(292e) Fusogenic Liposomes Loaded with Antibiotics As a Combined Therapy for Fighting Brain Infections (Award Session) | AIChE

(292e) Fusogenic Liposomes Loaded with Antibiotics As a Combined Therapy for Fighting Brain Infections (Award Session)


Bartomeu Garcia, C. - Presenter, Northeastern University
Webster, T., Northeastern University
Meningitis is caused by the inflammation of meninges and the in-between fluid filled spaces. Bacterial meningitis, the most common and the most aggressive form of bacterial infection, is mainly caused by Gram-positive bacterium Streptococcus pneumoniae and Gram-negative bacterium Neisseria meningitidis. Its treatment consists of a combination of antibiotics, that sometimes fail due to their poor permeability through the blood-brain barrier (BBB). Moreover, the emergence of drug-resistant bacteria and their ability to create biofilms have become a global concern, making it increasingly difficult to treat these infections. When bacterial biofilms are formed, the ability of antibiotics to treat these diseases is diminished, leading to ineffective treatment. In severe cases, meningitis can lead to death. Therefore, there is a need to create alternative treatments for bacterial infections of brain, such as bacterial meningitis.

The use of nanotechnology in medicine, especially in drug delivery, is one of the most promising strategies to solve the problem of antibiotic resistance. Here, we report the use of fusogenic (pH-sensitive) liposomes, as drug delivery systems to target the bacteria cell membrane. These liposomes release the antibiotic directly at the site of infection, notably inside the bacterial cell. pH-sensitive liposomes have been previously used to target bacteria due to their ability to interact with the phospholipids present in the bacteria outer membrane, destabilizing it. For the purpose of this study, liposomes were functionalized with a cell-penetrating peptide, TAT (47-57) to increase their permeability through the blood-brain barrier, which is the primary challenge in treating meningitis.

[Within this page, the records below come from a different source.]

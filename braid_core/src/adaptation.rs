use crate::tree::DerivationTree;
use tracing::debug;

/// The hyper-parameters a tuner may adjust between generations.
#[derive(Debug, Clone, Copy, PartialEq)]
pub struct Rates {
    pub mutation_rate: f64,
    pub crossover_rate: f64,
    pub max_repetitions: usize,
}

/// Adjusts rates once per generation.
pub trait AdaptiveTuner: Send {
    /// # Arguments
    /// * `previous_best`: Best fitness of the previous generation.
    /// * `current_best`: Best fitness of the generation just evaluated.
    /// * `population`: The live population, read-only.
    /// * `rates`: The rates used for the generation just evaluated.
    ///
    /// # Returns
    /// The rates for the next generation.
    fn tune(
        &mut self,
        previous_best: f64,
        current_best: f64,
        population: &[DerivationTree],
        rates: Rates,
    ) -> Rates;
}

/// Keeps every rate unchanged.
#[derive(Debug, Default, Clone, Copy)]
pub struct ConstantRates;

impl AdaptiveTuner for ConstantRates {
    fn tune(&mut self, _previous: f64, _current: f64, _population: &[DerivationTree], rates: Rates) -> Rates {
        rates
    }
}

/// Raises mutation (and lowers crossover) after `patience` generations
/// without improvement; drifts back to the base rates once fitness improves.
#[derive(Debug, Clone)]
pub struct StagnationTuner {
    base: Rates,
    pub patience: usize,
    pub step: f64,
    pub max_mutation_rate: f64,
    pub min_crossover_rate: f64,
    pub max_repetitions_cap: usize,
    stagnant: usize,
}

impl StagnationTuner {
    pub fn new(base: Rates) -> Self {
        Self {
            base,
            patience: 5,
            step: 0.05,
            max_mutation_rate: 0.9,
            min_crossover_rate: 0.1,
            max_repetitions_cap: base.max_repetitions.saturating_mul(2).max(1),
            stagnant: 0,
        }
    }

    pub fn stagnant_generations(&self) -> usize {
        self.stagnant
    }
}

impl AdaptiveTuner for StagnationTuner {
    fn tune(
        &mut self,
        previous_best: f64,
        current_best: f64,
        _population: &[DerivationTree],
        rates: Rates,
    ) -> Rates {
        if current_best > previous_best + f64::EPSILON {
            self.stagnant = 0;
            return Rates {
                mutation_rate: (rates.mutation_rate - self.step).max(self.base.mutation_rate),
                crossover_rate: (rates.crossover_rate + self.step).min(self.base.crossover_rate),
                max_repetitions: rates.max_repetitions.min(self.base.max_repetitions).max(1),
            };
        }
        self.stagnant += 1;
        if self.stagnant < self.patience {
            return rates;
        }
        self.stagnant = 0;
        let tuned = Rates {
            mutation_rate: (rates.mutation_rate + self.step).min(self.max_mutation_rate),
            crossover_rate: (rates.crossover_rate - self.step).max(self.min_crossover_rate),
            max_repetitions: (rates.max_repetitions + 1).min(self.max_repetitions_cap),
        };
        debug!(
            mutation = tuned.mutation_rate,
            crossover = tuned.crossover_rate,
            max_repetitions = tuned.max_repetitions,
            "Fitness stagnated, raising exploration"
        );
        tuned
    }
}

Lipid film rehydration method was used to synthesize the liposomes, followed by their functionalization with TAT (47-57) peptide using wet chemistry. Liposomes were characterized by transmission electron microscopy (TEM) to verify their formation, and size of about 100 nm. These liposomes were loaded with three different antibiotics, methicillin, ampicillin and methicillin, with a loading efficiency of around 68%, 72% and 83% respectively.

Bacterial growth curve studies, and colony forming studies results showed that TAT functionalized liposomes loaded with vancomycin and methicillin were successfully able to kill Streptococcus pneumoniae, and methicillin-resistant Staphylococcus aureus respectively. These results not only demonstrate the ability of these particles to decrease the minimum inhibitory concentration (MIC) of antibiotic necessary to kill bacteria, but also their ability to combat drug-resistant bacteria.

In vitro cytotoxicity test using fusogenic liposomes against astrocytes and endothelial cells, primary cells that form the BBB, showed no interaction between our nanoparticles and both cell lines, as well as a significant reduction of antibiotic cytotoxicity through encapsulation.

A novel static in vitro BBB model was used to determine the ability of these nanoparticles to cross to blood brain barrier. This model consisted of astrocytes seeded at the bottom of a 24-well plate, with inserts containing endothelial cells added to each well. After a set incubation time, endothelial cells were placed inside a separate 24-well plate containing bacteria. Liposomes were added to study their permeability through the endothelial cell barrier to reach the bacteria on the other side of the membrane. Initial studies with these static models showed the ability of our functionalized nanoparticles to not just cross the blood brain barrier, but also significantly decrease the bacteria population on the other site.

Future studies will be focused on a better understanding of the interaction mechanism between our TAT functionalized liposomes and bacterial cells, and on the use of dynamic and more sophisticated BBB models to better mimic the liposome permeability through the BBB.

This work was supported by Department of Chemical Engineering, Northeastern University.